• Question: Will your work create new knowlege or adapt past knowledge?

    Asked by looneymidget to Louise, Michaela, Sian, Steve, Yvette on 14 Jun 2010 in Categories: .
    • Photo: Louise Johnson

      Louise Johnson answered on 14 Jun 2010:


      Good question! All science does both. Even revolutionary theories like relativity are based on the ideas and the data that previous scientists came up with. But every scientist adds his or her own bricks to the wall. Every paper and every PhD brings us forward a little bit.

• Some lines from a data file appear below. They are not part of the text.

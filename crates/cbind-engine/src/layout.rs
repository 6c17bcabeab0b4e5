//! Record layout assertions.
//!
//! An embedding that marshals record types through raw pointers depends on
//! those records having the exact size and field offsets its host-side
//! glue was built against. [`assert_record_layout!`] turns that dependence
//! into a compile error instead of a silent wire corruption.

/// Assert a record's size and field offsets at compile time.
///
/// ```
/// #[repr(C)]
/// struct Point {
///     x: i32,
///     y: i32,
/// }
///
/// cbind_engine::assert_record_layout! {
///     Point { size: 8, x: 0, y: 4 }
/// }
/// ```
#[macro_export]
macro_rules! assert_record_layout {
    ($ty:ty { size: $size:expr $(, $field:ident : $offset:expr)* $(,)? }) => {
        const _: () = {
            assert!(
                ::core::mem::size_of::<$ty>() == $size,
                concat!("size of ", stringify!($ty))
            );
            $(
                assert!(
                    ::core::mem::offset_of!($ty, $field) == $offset,
                    concat!("offset of ", stringify!($ty), "::", stringify!($field))
                );
            )*
        };
    };
}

    • Photo: Michaela Livingstone

      Michaela Livingstone answered on 14 Jun 2010:


      I’m happy to say, yes 🙂 Research aims to find out new things and work how things are working. My research will hopefully give us some more knowledge about how a cell controls which genes are ‘switched on’ or ‘off’ under certain conditions.

    • Photo: Sian Harding

      Sian Harding answered on 14 Jun 2010:


      My work will create new knowledge about how the heart works and the causes of disease

    • Photo: Steven Kiddle

      Steven Kiddle answered on 14 Jun 2010:


      Both. I developed a technique that used two old techniques to great effect, this is an adaptation of old knowledge.

      But I have also found out that a gene can make a plant more resistant to disease and this is truly new knowledge.

    • Photo: Yvette Wilson

      Yvette Wilson answered on 14 Jun 2010:


      In general scientists are assessed by the results that they publish and you can’t publish something as novel research if somebody has already published it.

      In my current project I am discovering new genes that are involved in the lignin pathway in barley. Its not quite like making a massive breakthrough like the theory of evolution, but I think such breakthroughs happen because the right scientist at the right place and the right time puts together all the bits of information that lots of scientists before them have published.